Others have run those numbers, and there are serious problems with them.
Really? Who? What are they? Shades discrepencies? Two years and the errors were about 8000. Whoppe poopee.
30-40% retention of new "converts" is a fantastic pipe dream in the part of the developing world I'm familiar with.
Is is? How much experience do you have with it? Have you seen the stats? Do you do any work in the church in your ward, stake, region or area on this? I do and I know that the numbers are.
In fact, I'd wager that if they get 10% retention they'd be ecstatic.
In the developing world they runs about 20-30% or so and in the developed about 60%.
And most of that 10% are baptisms that are related by blood or marriage to Mormons; people missionaries find tracting or doing questions on the street that have no other connection to Mormonism probably have a 1% retention rate.

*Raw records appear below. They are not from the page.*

use anyhow::Result;
use cdp_adapter::discover_browser;

use super::context::CliContext;

pub fn cmd_info(ctx: &CliContext) -> Result<()> {
    let config = ctx.config();

    println!("statgrab System Information");
    println!("===========================");
    println!("Version: {}", env!("CARGO_PKG_VERSION"));
    println!("Build Date: {}", env!("STATGRAB_BUILD_DATE"));
    println!("Git Commit: {}", env!("STATGRAB_GIT_HASH"));
    println!();

    println!("Browser:");
    match config.browser.executable.as_ref() {
        Some(path) => println!("- Configured executable: {}", path.display()),
        None => match discover_browser() {
            Some(found) => println!(
                "- Detected executable: {} (via {})",
                found.path.display(),
                found.source.describe()
            ),
            None => println!("- Detected executable: (none found; set STATGRAB_CHROME)"),
        },
    }
    if let Some(ws) = config.browser.ws_url.as_deref() {
        println!("- DevTools endpoint: {}", ws);
    }
    println!();

    match ctx.config_path() {
        Some(path) => println!("Configuration ({}):", path.display()),
        None => println!("Configuration (defaults):"),
    }
    print!("{}", serde_yaml::to_string(&config.redacted())?);
    Ok(())
}
//! statgrab: render tracker profile pages in headless Chromium and turn them into
//! statistics records.

pub mod cli;
pub mod config;
pub mod errors;
pub mod metrics;
pub mod orchestrator;
pub mod renderer;
pub mod server;

pub use config::Config;
pub use errors::{ExtractionError, RenderError};
pub use orchestrator::{Extractor, StatisticsSource};
pub use perceiver_stats::StatisticsRecord;
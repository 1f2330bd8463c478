use anyhow::Result;

use super::commands::Commands;
use super::context::CliContext;
use super::env::CliArgs;
use super::extract::cmd_extract;
use super::info::cmd_info;
use super::serve::cmd_serve;

pub async fn dispatch(cli: &CliArgs, ctx: &CliContext) -> Result<()> {
    match cli.command.clone() {
        Commands::Serve(args) => cmd_serve(args, ctx.config().clone()).await,
        Commands::Extract(args) => cmd_extract(args, ctx.config()).await,
        Commands::Info => cmd_info(ctx),
    }
}
//! Conversions from raw widget text into numbers.
//!
//! Both parsers are total: malformed input yields zero instead of an error so that a single bad
//! token cannot abort a whole extraction.

use once_cell::sync::Lazy;
use regex::Regex;

static HOURS_RE: Lazy<Regex> = Lazy::new(|| Regex::new(r"(\d+)\s*h").unwrap());
static MINUTES_RE: Lazy<Regex> = Lazy::new(|| Regex::new(r"(\d+)\s*m").unwrap());
static LEADING_FLOAT_RE: Lazy<Regex> =
    Lazy::new(|| Regex::new(r"^\s*([+-]?(?:\d+\.?\d*|\.\d+)(?:[eE][+-]?\d+)?)").unwrap());

/// Parse a displayed statistic such as `1,234`, `45%`, `2.3k` or `0.87`.
///
/// Thousands separators are dropped. A trailing `%` is ignored (the magnitude is returned
/// unscaled) and a trailing `k`/`K` multiplies by 1000. Anything that does not start with a
/// number returns `0.0`.
pub fn parse_number(text: &str) -> f64 {
    let cleaned = text.trim().replace(',', "");
    if cleaned.is_empty() {
        return 0.0;
    }

    let value = if let Some(magnitude) = cleaned.strip_suffix('%') {
        leading_float(magnitude)
    } else if let Some(magnitude) = cleaned.strip_suffix(|c: char| c == 'k' || c == 'K') {
        leading_float(magnitude).map(|v| v * 1000.0)
    } else {
        leading_float(&cleaned)
    };

    value.filter(|v| v.is_finite()).unwrap_or(0.0)
}

/// Parse a playtime label like `2h 15m` into whole minutes.
///
/// The hour and minute components are matched independently anywhere in the string; a missing
/// component contributes nothing.
pub fn parse_duration_minutes(text: &str) -> u64 {
    let hours = capture_u64(&HOURS_RE, text);
    let minutes = capture_u64(&MINUTES_RE, text);
    hours.saturating_mul(60).saturating_add(minutes)
}

fn capture_u64(re: &Regex, text: &str) -> u64 {
    re.captures(text)
        .and_then(|caps| caps.get(1))
        .and_then(|m| m.as_str().parse::<u64>().ok())
        .unwrap_or(0)
}

/// Longest numeric prefix of `text`, ignoring leading whitespace. Trailing garbage is tolerated
/// (`"12 kills"` reads as 12).
fn leading_float(text: &str) -> Option<f64> {
    LEADING_FLOAT_RE
        .captures(text)
        .and_then(|caps| caps.get(1))
        .and_then(|m| m.as_str().parse::<f64>().ok())
}
//! Stealth fingerprint profiles for statgrab.
//!
//! A [`StealthRuntime`] holds the known profiles and one active selection. Before navigation the
//! renderer hands it a fresh [`PageSession`]; the runtime overrides the user agent, locale,
//! timezone and viewport, then registers the evasion scripts so they run ahead of page code.

pub mod config;
pub mod evasions;

use crate::config::{StealthProfile, StealthProfileBundle};
use async_trait::async_trait;
use cdp_adapter::{AdapterError, PageSession};
use parking_lot::RwLock;
use std::collections::HashMap;
use thiserror::Error;
use tracing::debug;

pub use evasions::{evasion_scripts, navigator_languages};

/// Launch flag that stops Blink from advertising automation.
pub const AUTOMATION_CONTROLLED_ARG: &str = "--disable-blink-features=AutomationControlled";

#[derive(Clone, Debug, Error)]
pub enum StealthError {
    #[error("unknown stealth profile: {0}")]
    UnknownProfile(String),
    #[error("cdp I/O failure: {0}")]
    CdpIo(String),
    #[error("internal error: {0}")]
    Internal(String),
}

#[async_trait]
pub trait StealthControl: Send + Sync {
    /// Extra Chromium flags the profile needs at launch.
    fn launch_args(&self) -> Vec<String>;
    async fn configure_page(&self, page: &PageSession) -> Result<(), StealthError>;
}

/// In-memory profile catalog with one active profile.
pub struct StealthRuntime {
    profiles: RwLock<HashMap<String, StealthProfile>>,
    active: RwLock<StealthProfile>,
}

impl Default for StealthRuntime {
    fn default() -> Self {
        Self::new()
    }
}

impl StealthRuntime {
    /// Runtime with only the built-in desktop profile.
    pub fn new() -> Self {
        let profile = StealthProfile::default();
        let mut profiles = HashMap::new();
        profiles.insert(profile.name.clone(), profile.clone());
        Self {
            profiles: RwLock::new(profiles),
            active: RwLock::new(profile),
        }
    }

    /// Load `bundle` and activate `name`, falling back to the bundle default, then the
    /// first bundle profile.
    pub fn from_bundle(
        bundle: StealthProfileBundle,
        name: Option<&str>,
    ) -> Result<Self, StealthError> {
        let runtime = Self::new();
        let fallback = bundle
            .default_profile
            .clone()
            .or_else(|| bundle.profiles.first().map(|p| p.name.clone()));
        runtime.load_bundle(bundle);
        if let Some(name) = name.map(str::to_string).or(fallback) {
            runtime.select(&name)?;
        }
        Ok(runtime)
    }

    pub fn load_bundle(&self, bundle: StealthProfileBundle) {
        let mut profiles = self.profiles.write();
        for profile in bundle.profiles {
            profiles.insert(profile.name.clone(), profile);
        }
    }

    pub fn select(&self, name: &str) -> Result<(), StealthError> {
        let profile = self
            .profiles
            .read()
            .get(name)
            .cloned()
            .ok_or_else(|| StealthError::UnknownProfile(name.to_string()))?;
        *self.active.write() = profile;
        Ok(())
    }

    pub fn active_profile(&self) -> StealthProfile {
        self.active.read().clone()
    }

    pub fn profile_names(&self) -> Vec<String> {
        let mut names: Vec<String> = self.profiles.read().keys().cloned().collect();
        names.sort();
        names
    }

    async fn inject_profile(
        &self,
        page: &PageSession,
        profile: &StealthProfile,
    ) -> Result<(), StealthError> {
        if !profile.user_agent.is_empty() {
            page.set_user_agent(
                &profile.user_agent,
                profile.accept_language.as_deref(),
                profile.platform.as_deref(),
                profile.locale.as_deref(),
            )
            .await
            .map_err(map_adapter_error)?;
        }

        if let Some(timezone) = &profile.timezone {
            page.set_timezone(timezone)
                .await
                .map_err(map_adapter_error)?;
        }

        if let Some(viewport) = &profile.viewport {
            page.set_device_metrics(
                viewport.width,
                viewport.height,
                viewport.device_scale_factor,
                viewport.mobile,
            )
            .await
            .map_err(map_adapter_error)?;
        }

        for script in evasion_scripts(profile) {
            page.add_init_script(&script)
                .await
                .map_err(map_adapter_error)?;
        }
        Ok(())
    }
}

#[async_trait]
impl StealthControl for StealthRuntime {
    fn launch_args(&self) -> Vec<String> {
        vec![AUTOMATION_CONTROLLED_ARG.to_string()]
    }

    async fn configure_page(&self, page: &PageSession) -> Result<(), StealthError> {
        let profile = self.active_profile();
        self.inject_profile(page, &profile).await?;
        debug!(
            target: "stealth",
            profile = %profile.name,
            session = %page.session_id(),
            "stealth profile applied"
        );
        Ok(())
    }
}

fn map_adapter_error(err: AdapterError) -> StealthError {
    StealthError::CdpIo(err.to_string())
}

Are they? How do you know?
The result of all that: wards with thousands on the books and less than 100 in attendance. Wards, like my in-laws' in Chile where every adult has three callings. Where my sister-in-law, as part of the terms for getting her PEF loan, had to teach seminary and was expected to visit all the inactive kids in her ward weekly. [you]All 100 of them[/you]. Same thing holds true in Argentina, where other relatives of mine regularly tell me about the latest nuts the missionaries baptize and who manage to disappear before their clothes dry. Adding insult to injury, my people on both sides of the Andes have to listen to "Area Authorities" berate them for their low home teaching rates and how few of their young men make it to the Melchizedek Priesthood.
Yes I agree in many countries there are problems with this.
The result? Many of the long-term members in these countries are leaving, tired of trying to make dwarf wards and stakes work.
With net growth like that, Mercury's prediction will come true.